Le GNL présente un très grand nombre d’avantages
Longtemps prisé par le seul Japon, le gaz naturel liquéfié (GNL) intéresse de plus en plus d’états du fait de ses nombreux avantages.

Il n’est pas toxique (c’est du méthane presque pur), et suscite à cet égard un vif intérêt chez les émergents comme la Chine et l’Inde.

Il est propre — même si sa combustion produit du CO2, comme pour tout hydrocarbure.

Face à la raréfaction du pétrole, les ressources prouvées en gaz naturel sont encore nombreuses — elles ont doublé en vingt ans –, et l’on estime que la prospection en découvrira davantage.

Mais surtout, son stockage et son transport révolutionnent la logistique gazière.

GNL = flexibilité
Le GNL, vous le savez sans doute, c’est du gaz liquéfié refroidi sous les 160°C, et comprimé (d’un facteur 600) pour prendre moins de place. Dès lors, on peut l’acheminer par voie terrestre ou maritime, par wagons, camions-citernes ou méthaniers.

Ainsi, on n’est plus dépendant d’un réseau territorial d’oléoducs, difficile à entretenir ; mais surtout, on peut très facilement diversifier les approvisionnements et faire jouer la concurrence entre les producteurs. C’est le joker indispensable d’un mix énergétique mondialisé.
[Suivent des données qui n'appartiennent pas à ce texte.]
//! Telephone bridge mount point: bridges an external PSTN provider to a
//! WebSocket audio session, mu-law 8 kHz both ways, no additional inputs.
//!
//! The framing is identical to `/websocket/offer` — both speak the same
//! `start`/`media`/`stop` event stream — so this module is a thin,
//! separately-routed entry point rather than a second implementation.

use std::sync::Arc;

use axum::extract::ws::WebSocket;

use crate::handler::Handler;
use crate::session::SessionManager;

use super::websocket::{self, ConnectionOptions};

/// A session created through the telephone mount never receives a `/input`
/// call, so `phone_mode` is always forced on here regardless of what the
/// caller passed, pre-seeding `wait_for_args` so a generator never deadlocks
/// waiting on arguments that will never arrive.
pub async fn handle_connection(
    socket: WebSocket,
    session_manager: Arc<SessionManager>,
    handler_factory: impl Fn() -> Box<dyn Handler> + Send + 'static,
    inbound_queue_capacity: usize,
    mut options: ConnectionOptions,
) {
    options.phone_mode = true;
    websocket::handle_connection(socket, session_manager, handler_factory, inbound_queue_capacity, options).await;
}
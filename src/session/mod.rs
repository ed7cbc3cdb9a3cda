//! Session Manager: session id assignment, admission control, lifecycle,
//! per-session input snapshot and bounded output queue.

use std::collections::{HashMap, VecDeque};
use std::sync::Arc;
use std::time::{Duration, Instant};

use tokio::sync::{broadcast, RwLock};
use uuid::Uuid;

use crate::error::SessionError;
use crate::frame::AdditionalOutputs;
use crate::handler::HandlerRuntime;

/// Reserved sentinel occupying index 0 of every input snapshot.
pub const WEBRTC_VALUE_SENTINEL: &str = "__webrtc_value__";

#[derive(Debug, Clone, Copy, PartialEq, Eq)]
pub enum SessionState {
    Negotiating,
    Connected,
    Active,
    Draining,
    Closed,
}

/// Mutex-protected input snapshot: readers take a stable clone under the
/// lock and release it before invoking user code.
#[derive(Default)]
struct InputSnapshot {
    values: Vec<serde_json::Value>,
}

/// Bounded, oldest-drop output queue for a session's `AdditionalOutputs`.
struct OutputQueue {
    capacity: usize,
    items: VecDeque<AdditionalOutputs>,
    dropped: u64,
}

impl OutputQueue {
    fn new(capacity: usize) -> Self {
        Self {
            capacity,
            items: VecDeque::new(),
            dropped: 0,
        }
    }

    /// Returns `true` if the oldest entry was dropped to make room.
    fn push(&mut self, item: AdditionalOutputs) -> bool {
        let overflowed = self.items.len() >= self.capacity;
        if overflowed {
            self.items.pop_front();
            self.dropped += 1;
        }
        self.items.push_back(item);
        overflowed
    }

    fn pop_oldest(&mut self) -> Option<AdditionalOutputs> {
        self.items.pop_front()
    }
}

pub struct Session {
    pub id: String,
    pub client_id: Option<String>,
    state: RwLock<SessionState>,
    input: RwLock<InputSnapshot>,
    output: RwLock<OutputQueue>,
    output_notify: broadcast::Sender<()>,
    created_at: Instant,
    last_inbound_activity: RwLock<Instant>,
    time_limit: Option<Duration>,
    pub handler: HandlerRuntime,
}

impl Session {
    fn new(
        id: String,
        client_id: Option<String>,
        handler: HandlerRuntime,
        output_capacity: usize,
        time_limit: Option<Duration>,
    ) -> Arc<Self> {
        let (output_notify, _) = broadcast::channel(16);
        Arc::new(Self {
            id,
            client_id,
            state: RwLock::new(SessionState::Negotiating),
            input: RwLock::new(InputSnapshot {
                values: vec![serde_json::Value::String(WEBRTC_VALUE_SENTINEL.to_string())],
            }),
            output: RwLock::new(OutputQueue::new(output_capacity)),
            output_notify,
            created_at: Instant::now(),
            last_inbound_activity: RwLock::new(Instant::now()),
            time_limit,
            handler,
        })
    }

    /// Subscribe to output-queue push notifications; used by the output
    /// hook's SSE stream to wake up without polling.
    pub fn subscribe_output(&self) -> broadcast::Receiver<()> {
        self.output_notify.subscribe()
    }

    pub async fn state(&self) -> SessionState {
        *self.state.read().await
    }

    pub async fn set_state(&self, state: SessionState) {
        let mut current = self.state.write().await;
        if *current != state {
            log::debug!("session {} state change: {:?} -> {:?}", self.id, *current, state);
            *current = state;
        }
    }

    /// Atomically replace the input snapshot; index 0 (the sentinel) is
    /// preserved and the caller's values are appended after it. Mirrors the
    /// snapshot into the handler runtime's argument state so a generator
    /// blocked in `wait_for_args` wakes up.
    pub async fn set_input(&self, values: Vec<serde_json::Value>) {
        let full = {
            let mut snapshot = self.input.write().await;
            snapshot.values = std::iter::once(serde_json::Value::String(WEBRTC_VALUE_SENTINEL.to_string()))
                .chain(values)
                .collect();
            snapshot.values.clone()
        };
        self.handler.set_args(full).await;
    }

    /// A stable clone of the current input snapshot, safe to pass into user
    /// code after the lock is released.
    pub async fn input_snapshot(&self) -> Vec<serde_json::Value> {
        self.input.read().await.values.clone()
    }

    /// Queue output for delivery through the output hook; returns `true` if
    /// the oldest entry was dropped due to capacity (caller should emit a
    /// `warning` control message).
    pub async fn push_output(&self, item: AdditionalOutputs) -> bool {
        let overflowed = {
            let mut queue = self.output.write().await;
            queue.push(item)
        };
        let _ = self.output_notify.send(());
        overflowed
    }

    pub async fn fetch_latest_output(&self) -> Option<AdditionalOutputs> {
        self.output.write().await.pop_oldest()
    }

    pub async fn touch_inbound(&self) {
        *self.last_inbound_activity.write().await = Instant::now();
    }

    pub async fn inbound_idle_time(&self) -> Duration {
        self.last_inbound_activity.read().await.elapsed()
    }

    pub fn age(&self) -> Duration {
        self.created_at.elapsed()
    }

    /// `true` once `time_limit` has elapsed since session creation.
    pub fn time_limit_expired(&self) -> bool {
        match self.time_limit {
            Some(limit) => self.age() >= limit,
            None => false,
        }
    }
}

/// Admission control + registry for all live sessions.
pub struct SessionManager {
    sessions: RwLock<HashMap<String, Arc<Session>>>,
    concurrency_limit: Option<usize>,
    output_queue_capacity: usize,
    time_limit: Option<Duration>,
}

impl SessionManager {
    pub fn new(concurrency_limit: Option<usize>, output_queue_capacity: usize, time_limit_secs: Option<u64>) -> Self {
        Self {
            sessions: RwLock::new(HashMap::new()),
            concurrency_limit,
            output_queue_capacity,
            time_limit: time_limit_secs.map(Duration::from_secs),
        }
    }

    /// Admit a new session. `requested_id` is the client-supplied id (e.g.
    /// WebRTC's `webrtc_id`); adopted if free, otherwise a fresh uuid is
    /// generated and returned to the caller. `phone_mode` pre-seeds the
    /// handler runtime's argument state with `[None]` for transports (the
    /// telephone bridge) that never issue a `/input` call.
    pub async fn create_session(
        &self,
        requested_id: Option<String>,
        handler: Box<dyn crate::handler::Handler>,
        inbound_queue_capacity: usize,
        phone_mode: bool,
    ) -> Result<Arc<Session>, SessionError> {
        let mut sessions = self.sessions.write().await;
        if let Some(limit) = self.concurrency_limit {
            if sessions.len() >= limit {
                return Err(SessionError::ConcurrencyLimitReached { limit });
            }
        }

        let id = match requested_id {
            Some(candidate) if !sessions.contains_key(&candidate) => candidate,
            Some(_) => Uuid::new_v4().to_string(),
            None => Uuid::new_v4().to_string(),
        };
        if sessions.contains_key(&id) {
            return Err(SessionError::IdInUse(id));
        }

        let runtime = HandlerRuntime::new_with_phone_mode(handler, inbound_queue_capacity, phone_mode);
        let session = Session::new(id.clone(), None, runtime, self.output_queue_capacity, self.time_limit);
        sessions.insert(id, session.clone());
        Ok(session)
    }

    pub async fn get_session(&self, id: &str) -> Option<Arc<Session>> {
        self.sessions.read().await.get(id).cloned()
    }

    pub async fn remove_session(&self, id: &str) -> Option<Arc<Session>> {
        let session = self.sessions.write().await.remove(id);
        if let Some(ref s) = session {
            s.set_state(SessionState::Draining).await;
            if let Err(e) = s.handler.shutdown().await {
                log::warn!("session {} handler shutdown error: {}", s.id, e);
            }
            s.set_state(SessionState::Closed).await;
        }
        session
    }

    pub async fn session_count(&self) -> usize {
        self.sessions.read().await.len()
    }

    /// Terminate sessions whose `time_limit` has expired or that have been
    /// closed/draining past the given idle timeout.
    pub async fn cleanup_stale_sessions(&self, idle_timeout_secs: u64) {
        let mut to_remove = Vec::new();
        {
            let sessions = self.sessions.read().await;
            for (id, session) in sessions.iter() {
                let state = session.state().await;
                let idle = session.inbound_idle_time().await;
                if session.time_limit_expired()
                    || state == SessionState::Closed
                    || (state == SessionState::Draining && idle.as_secs() > idle_timeout_secs)
                {
                    to_remove.push(id.clone());
                }
            }
        }
        for id in to_remove {
            self.remove_session(&id).await;
            log::info!("cleaned up stale session: {id}");
        }
    }

    pub async fn set_input(&self, id: &str, values: Vec<serde_json::Value>) -> Result<(), SessionError> {
        let session = self.get_session(id).await.ok_or_else(|| SessionError::NotFound(id.to_string()))?;
        session.set_input(values).await;
        Ok(())
    }

    pub async fn fetch_latest_output(&self, id: &str) -> Result<Option<AdditionalOutputs>, SessionError> {
        let session = self.get_session(id).await.ok_or_else(|| SessionError::NotFound(id.to_string()))?;
        Ok(session.fetch_latest_output().await)
    }

    /// The session to stream output from, plus a fresh subscription to its
    /// push notifications. The caller drains queued entries and then awaits
    /// the subscription for more, ending when the session is removed.
    pub async fn output_stream_handle(&self, id: &str) -> Result<(Arc<Session>, broadcast::Receiver<()>), SessionError> {
        let session = self.get_session(id).await.ok_or_else(|| SessionError::NotFound(id.to_string()))?;
        let rx = session.subscribe_output();
        Ok((session, rx))
    }
}

#[cfg(test)]
mod tests {
    use super::*;
    use crate::handler::{Handler, HandlerProperties, InboundFrame, OutboundFrame};

    #[derive(Default, Clone)]
    struct NoopHandler;
    impl Handler for NoopHandler {
        fn properties(&self) -> HandlerProperties {
            HandlerProperties {
                input_sample_rate: 16_000,
                output_sample_rate: 16_000,
                output_frame_samples: 320,
                expected_layout: crate::config::ChannelLayout::Mono,
            }
        }
        fn receive(&mut self, _frame: InboundFrame) {}
        fn emit(&mut self) -> Option<OutboundFrame> {
            None
        }
        fn shutdown(&mut self) {}
        fn copy(&self) -> Box<dyn Handler> {
            Box::new(NoopHandler)
        }
    }

    #[tokio::test]
    async fn admits_sessions_up_to_concurrency_limit() {
        let manager = SessionManager::new(Some(1), 8, None);
        let first = manager.create_session(None, Box::new(NoopHandler), 8, false).await;
        assert!(first.is_ok());
        let second = manager.create_session(None, Box::new(NoopHandler), 8, false).await;
        assert!(matches!(second, Err(SessionError::ConcurrencyLimitReached { limit: 1 })));
    }

    #[tokio::test]
    async fn adopts_requested_id_when_free_else_generates_fresh() {
        let manager = SessionManager::new(None, 8, None);
        let first = manager
            .create_session(Some("client-chosen".to_string()), Box::new(NoopHandler), 8, false)
            .await
            .unwrap();
        assert_eq!(first.id, "client-chosen");

        let second = manager
            .create_session(Some("client-chosen".to_string()), Box::new(NoopHandler), 8, false)
            .await
            .unwrap();
        assert_ne!(second.id, "client-chosen");
    }

    #[tokio::test]
    async fn input_snapshot_keeps_sentinel_at_index_zero() {
        let manager = SessionManager::new(None, 8, None);
        let session = manager.create_session(None, Box::new(NoopHandler), 8, false).await.unwrap();
        session.set_input(vec![serde_json::json!("hello")]).await;
        let snapshot = session.input_snapshot().await;
        assert_eq!(snapshot[0], serde_json::Value::String(WEBRTC_VALUE_SENTINEL.to_string()));
        assert_eq!(snapshot[1], serde_json::json!("hello"));
    }

    #[tokio::test]
    async fn output_queue_drops_oldest_on_overflow() {
        let manager = SessionManager::new(None, 2, None);
        let session = manager.create_session(None, Box::new(NoopHandler), 8, false).await.unwrap();
        session.push_output(AdditionalOutputs(serde_json::json!(1))).await;
        session.push_output(AdditionalOutputs(serde_json::json!(2))).await;
        let overflowed = session.push_output(AdditionalOutputs(serde_json::json!(3))).await;
        assert!(overflowed);
        let first = session.fetch_latest_output().await.unwrap();
        assert_eq!(first.0, serde_json::json!(2));
    }

    #[tokio::test]
    async fn lifecycle_moves_through_connected_active_draining_closed() {
        let manager = SessionManager::new(None, 8, None);
        let session = manager.create_session(None, Box::new(NoopHandler), 8, false).await.unwrap();
        assert_eq!(session.state().await, SessionState::Negotiating);
        session.set_state(SessionState::Connected).await;
        assert_eq!(session.state().await, SessionState::Connected);
        session.set_state(SessionState::Active).await;
        assert_eq!(session.state().await, SessionState::Active);
        manager.remove_session(&session.id).await;
        assert_eq!(session.state().await, SessionState::Closed);
    }

    #[tokio::test]
    async fn phone_mode_session_sets_args_without_input_call() {
        let manager = SessionManager::new(None, 8, None);
        let session = manager.create_session(None, Box::new(NoopHandler), 8, true).await.unwrap();
        let args = session.handler.wait_for_args().await;
        assert_eq!(args, vec![serde_json::Value::Null]);
    }

    #[tokio::test]
    async fn set_input_wakes_a_waiting_handler() {
        let manager = SessionManager::new(None, 8, None);
        let session = manager.create_session(None, Box::new(NoopHandler), 8, false).await.unwrap();
        let waiter = {
            let session = session.clone();
            tokio::spawn(async move { session.handler.wait_for_args().await })
        };
        tokio::task::yield_now().await;
        session.set_input(vec![serde_json::json!("go")]).await;
        let args = waiter.await.unwrap();
        assert_eq!(args[1], serde_json::json!("go"));
    }

    #[tokio::test]
    async fn remove_session_shuts_down_handler_and_removes_from_registry() {
        let manager = SessionManager::new(None, 8, None);
        let session = manager.create_session(None, Box::new(NoopHandler), 8, false).await.unwrap();
        let id = session.id.clone();
        assert!(manager.remove_session(&id).await.is_some());
        assert!(manager.get_session(&id).await.is_none());
    }

    #[tokio::test]
    async fn output_subscription_wakes_on_push() {
        let manager = SessionManager::new(None, 8, None);
        let session = manager.create_session(None, Box::new(NoopHandler), 8, false).await.unwrap();
        let mut rx = session.subscribe_output();
        session.push_output(AdditionalOutputs(serde_json::json!("hi"))).await;
        rx.recv().await.expect("notified on push");
    }
}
The Next Big Thing… à prix d’ami
Pour nombre de spécialistes du secteur énergétique, le GNL est en Europe the Next Big Thing : de fait, la filière a connu une ascension vertigineuse depuis une quinzaine d’années. Elle a naturellement donné naissance à une gamme de produits dérivés (contrats à terme et autres) et la spéculation s’y est intéressée de près. Le repli des cours depuis cet été est probablement pour nous l’occasion de sauter dans le train.

Le GNL : stratégique pour réduire la dépendance européenne face à la mainmise russe
Difficile, en effet, de trouver un placement plus sûr à long terme au plan fondamental, ne serait-ce que pour des raisons politiques. Je le répète : le GNL est l’alternative incontournable à la mainmise russe sur les approvisionnements énergétiques. Cette filière à elle seule n’y suffira pas — mais on ne fera pas non plus sans elle.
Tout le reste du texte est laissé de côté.